### Work instruction
Your answer should reproduce the full set of records exactly as given.

### Records for this exercise
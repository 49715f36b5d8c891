// src/handlers/properties.rs
//
// Property CRUD, the bulk import, and the photo upload endpoint.

use axum::{
    extract::{Multipart, Path, State},
    http::StatusCode,
    response::IntoResponse,
    Json,
};
use axum_extra::extract::WithRejection;
use serde_json::{json, Value};
use validator::Validate;

use crate::{
    common::error::AppError,
    config::AppState,
    models::property::{
        BulkCreateResponse, CreatePropertyPayload, PropertyResponse, UpdatePropertyPayload,
        UploadResponse,
    },
};

// GET /properties
#[utoipa::path(
    get,
    path = "/properties",
    tag = "Properties",
    responses(
        (status = 200, description = "All properties", body = Vec<PropertyResponse>),
        (status = 404, description = "No properties found")
    )
)]
pub async fn list_properties(
    State(app_state): State<AppState>,
) -> Result<impl IntoResponse, AppError> {
    let properties = app_state.property_service.list().await?;

    if properties.is_empty() {
        return Ok((
            StatusCode::NOT_FOUND,
            Json(json!({ "message": "No properties found" })),
        )
            .into_response());
    }
    Ok(Json(properties).into_response())
}

// GET /properties/{id}
#[utoipa::path(
    get,
    path = "/properties/{id}",
    tag = "Properties",
    params(("id" = i32, Path, description = "Property id")),
    responses(
        (status = 200, description = "The property", body = PropertyResponse),
        (status = 404, description = "Property not found")
    )
)]
pub async fn get_property(
    State(app_state): State<AppState>,
    Path(id): Path<i32>,
) -> Result<Json<PropertyResponse>, AppError> {
    let property = app_state.property_service.get(id).await?;
    Ok(Json(property))
}

// POST /properties
#[utoipa::path(
    post,
    path = "/properties",
    tag = "Properties",
    request_body = CreatePropertyPayload,
    responses(
        (status = 201, description = "Property created"),
        (status = 404, description = "Building not found"),
        (status = 409, description = "Code already taken")
    )
)]
pub async fn create_property(
    State(app_state): State<AppState>,
    WithRejection(Json(payload), _): WithRejection<Json<CreatePropertyPayload>, AppError>,
) -> Result<impl IntoResponse, AppError> {
    payload.validate()?;

    let property = app_state.property_service.create(payload).await?;
    Ok((
        StatusCode::CREATED,
        Json(json!({
            "message": "Property created successfully",
            "property_id": property.id,
        })),
    ))
}

// PUT /properties/{id}
#[utoipa::path(
    put,
    path = "/properties/{id}",
    tag = "Properties",
    params(("id" = i32, Path, description = "Property id")),
    request_body = UpdatePropertyPayload,
    responses(
        (status = 200, description = "Property updated"),
        (status = 404, description = "Property or building not found")
    )
)]
pub async fn update_property(
    State(app_state): State<AppState>,
    Path(id): Path<i32>,
    WithRejection(Json(payload), _): WithRejection<Json<UpdatePropertyPayload>, AppError>,
) -> Result<impl IntoResponse, AppError> {
    app_state.property_service.update(id, payload).await?;
    Ok(Json(json!({ "message": "Property updated successfully" })))
}

// DELETE /properties/{id}
#[utoipa::path(
    delete,
    path = "/properties/{id}",
    tag = "Properties",
    params(("id" = i32, Path, description = "Property id")),
    responses(
        (status = 200, description = "Property deleted"),
        (status = 404, description = "Property not found")
    )
)]
pub async fn delete_property(
    State(app_state): State<AppState>,
    Path(id): Path<i32>,
) -> Result<impl IntoResponse, AppError> {
    app_state.property_service.delete(id).await?;
    Ok(Json(json!({ "message": "Property deleted successfully" })))
}

// POST /properties/bulk
#[utoipa::path(
    post,
    path = "/properties/bulk",
    tag = "Properties",
    request_body = Vec<Object>,
    responses(
        (status = 201, description = "Import finished", body = BulkCreateResponse),
        (status = 400, description = "Body is not a list")
    )
)]
pub async fn bulk_create_properties(
    State(app_state): State<AppState>,
    WithRejection(Json(body), _): WithRejection<Json<Value>, AppError>,
) -> Result<impl IntoResponse, AppError> {
    let Value::Array(entries) = body else {
        return Err(AppError::BadRequest(
            "Invalid input, expecting a list of properties".to_string(),
        ));
    };

    let (created, skipped) = app_state.property_service.bulk_create(entries).await?;
    Ok((
        StatusCode::CREATED,
        Json(BulkCreateResponse {
            message: format!(
                "{created} properties created successfully, {skipped} properties skipped due to duplicate or missing data"
            ),
            created,
            skipped,
        }),
    ))
}

// POST /upload (multipart: file + label)
#[utoipa::path(
    post,
    path = "/upload",
    tag = "Properties",
    responses(
        (status = 200, description = "Photo stored", body = UploadResponse),
        (status = 400, description = "Missing file or invalid label")
    )
)]
pub async fn upload_photo(
    State(app_state): State<AppState>,
    mut multipart: Multipart,
) -> Result<Json<UploadResponse>, AppError> {
    let mut file: Option<(String, String, Vec<u8>)> = None;
    let mut label: Option<String> = None;

    while let Some(field) = multipart
        .next_field()
        .await
        .map_err(|e| AppError::BadRequest(e.to_string()))?
    {
        let name = field.name().map(str::to_owned);
        match name.as_deref() {
            Some("file") => {
                let filename = field.file_name().unwrap_or_default().to_string();
                let content_type = field
                    .content_type()
                    .unwrap_or("application/octet-stream")
                    .to_string();
                let bytes = field
                    .bytes()
                    .await
                    .map_err(|e| AppError::BadRequest(e.to_string()))?;
                file = Some((filename, content_type, bytes.to_vec()));
            }
            Some("label") => {
                label = Some(
                    field
                        .text()
                        .await
                        .map_err(|e| AppError::BadRequest(e.to_string()))?,
                );
            }
            _ => {}
        }
    }

    let (filename, content_type, bytes) = file.ok_or_else(|| {
        AppError::BadRequest("No file part in the request".to_string())
    })?;
    let label = label.unwrap_or_default();

    let response = app_state
        .upload_service
        .upload_photo(&label, &filename, bytes, &content_type)
        .await?;
    Ok(Json(response))
}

### Answer area
repository 49715f36b5d8c891
// src/handlers/properties.rs
//
// Property CRUD, the bulk import, and the photo upload endpoint.

use axum::{
    extract::{Multipart, Path, State},
    http::StatusCode,
    response::IntoResponse,
    Json,
};
use axum_extra::extract::WithRejection;
use serde_json::{json, Value};
use validator::Validate;

use crate::{
    common::error::AppError,
    config::AppState,
    models::property::{
        BulkCreateResponse, CreatePropertyPayload, PropertyResponse, UpdatePropertyPayload,
        UploadResponse,
    },
};

// GET /properties
#[utoipa::path(
    get,
    path = "/properties",
    tag = "Properties",
    responses(
        (status = 200, description = "All properties", body = Vec<PropertyResponse>),
        (status = 404, description = "No properties found")
    )
)]
pub async fn list_properties(
    State(app_state): State<AppState>,
) -> Result<impl IntoResponse, AppError> {
    let properties = app_state.property_service.list().await?;

    if properties.is_empty() {
        return Ok((
            StatusCode::NOT_FOUND,
            Json(json!({ "message": "No properties found" })),
        )
            .into_response());
    }
    Ok(Json(properties).into_response())
}

// GET /properties/{id}
#[utoipa::path(
    get,
    path = "/properties/{id}",
    tag = "Properties",
    params(("id" = i32, Path, description = "Property id")),
    responses(
        (status = 200, description = "The property", body = PropertyResponse),
        (status = 404, description = "Property not found")
    )
)]
pub async fn get_property(
    State(app_state): State<AppState>,
    Path(id): Path<i32>,
) -> Result<Json<PropertyResponse>, AppError> {
    let property = app_state.property_service.get(id).await?;
    Ok(Json(property))
}

// POST /properties
#[utoipa::path(
    post,
    path = "/properties",
    tag = "Properties",
    request_body = CreatePropertyPayload,
    responses(
        (status = 201, description = "Property created"),
        (status = 404, description = "Building not found"),
        (status = 409, description = "Code already taken")
    )
)]
pub async fn create_property(
    State(app_state): State<AppState>,
    WithRejection(Json(payload), _): WithRejection<Json<CreatePropertyPayload>, AppError>,
) -> Result<impl IntoResponse, AppError> {
    payload.validate()?;

    let property = app_state.property_service.create(payload).await?;
    Ok((
        StatusCode::CREATED,
        Json(json!({
            "message": "Property created successfully",
            "property_id": property.id,
        })),
    ))
}

// PUT /properties/{id}
#[utoipa::path(
    put,
    path = "/properties/{id}",
    tag = "Properties",
    params(("id" = i32, Path, description = "Property id")),
    request_body = UpdatePropertyPayload,
    responses(
        (status = 200, description = "Property updated"),
        (status = 404, description = "Property or building not found")
    )
)]
pub async fn update_property(
    State(app_state): State<AppState>,
    Path(id): Path<i32>,
    WithRejection(Json(payload), _): WithRejection<Json<UpdatePropertyPayload>, AppError>,
) -> Result<impl IntoResponse, AppError> {
    app_state.property_service.update(id, payload).await?;
    Ok(Json(json!({ "message": "Property updated successfully" })))
}

// DELETE /properties/{id}
#[utoipa::path(
    delete,
    path = "/properties/{id}",
    tag = "Properties",
    params(("id" = i32, Path, description = "Property id")),
    responses(
        (status = 200, description = "Property deleted"),
        (status = 404, description = "Property not found")
    )
)]
pub async fn delete_property(
    State(app_state): State<AppState>,
    Path(id): Path<i32>,
) -> Result<impl IntoResponse, AppError> {
    app_state.property_service.delete(id).await?;
    Ok(Json(json!({ "message": "Property deleted successfully" })))
}

// POST /properties/bulk
#[utoipa::path(
    post,
    path = "/properties/bulk",
    tag = "Properties",
    request_body = Vec<Object>,
    responses(
        (status = 201, description = "Import finished", body = BulkCreateResponse),
        (status = 400, description = "Body is not a list")
    )
)]
pub async fn bulk_create_properties(
    State(app_state): State<AppState>,
    WithRejection(Json(body), _): WithRejection<Json<Value>, AppError>,
) -> Result<impl IntoResponse, AppError> {
    let Value::Array(entries) = body else {
        return Err(AppError::BadRequest(
            "Invalid input, expecting a list of properties".to_string(),
        ));
    };

    let (created, skipped) = app_state.property_service.bulk_create(entries).await?;
    Ok((
        StatusCode::CREATED,
        Json(BulkCreateResponse {
            message: format!(
                "{created} properties created successfully, {skipped} properties skipped due to duplicate or missing data"
            ),
            created,
            skipped,
        }),
    ))
}

// POST /upload (multipart: file + label)
#[utoipa::path(
    post,
    path = "/upload",
    tag = "Properties",
    responses(
        (status = 200, description = "Photo stored", body = UploadResponse),
        (status = 400, description = "Missing file or invalid label")
    )
)]
pub async fn upload_photo(
    State(app_state): State<AppState>,
    mut multipart: Multipart,
) -> Result<Json<UploadResponse>, AppError> {
    let mut file: Option<(String, String, Vec<u8>)> = None;
    let mut label: Option<String> = None;

    while let Some(field) = multipart
        .next_field()
        .await
        .map_err(|e| AppError::BadRequest(e.to_string()))?
    {
        let name = field.name().map(str::to_owned);
        match name.as_deref() {
            Some("file") => {
                let filename = field.file_name().unwrap_or_default().to_string();
                let content_type = field
                    .content_type()
                    .unwrap_or("application/octet-stream")
                    .to_string();
                let bytes = field
                    .bytes()
                    .await
                    .map_err(|e| AppError::BadRequest(e.to_string()))?;
                file = Some((filename, content_type, bytes.to_vec()));
            }
            Some("label") => {
                label = Some(
                    field
                        .text()
                        .await
                        .map_err(|e| AppError::BadRequest(e.to_string()))?,
                );
            }
            _ => {}
        }
    }

    let (filename, content_type, bytes) = file.ok_or_else(|| {
        AppError::BadRequest("No file part in the request".to_string())
    })?;
    let label = label.unwrap_or_default();

    let response = app_state
        .upload_service
        .upload_photo(&label, &filename, bytes, &content_type)
        .await?;
    Ok(Json(response))
}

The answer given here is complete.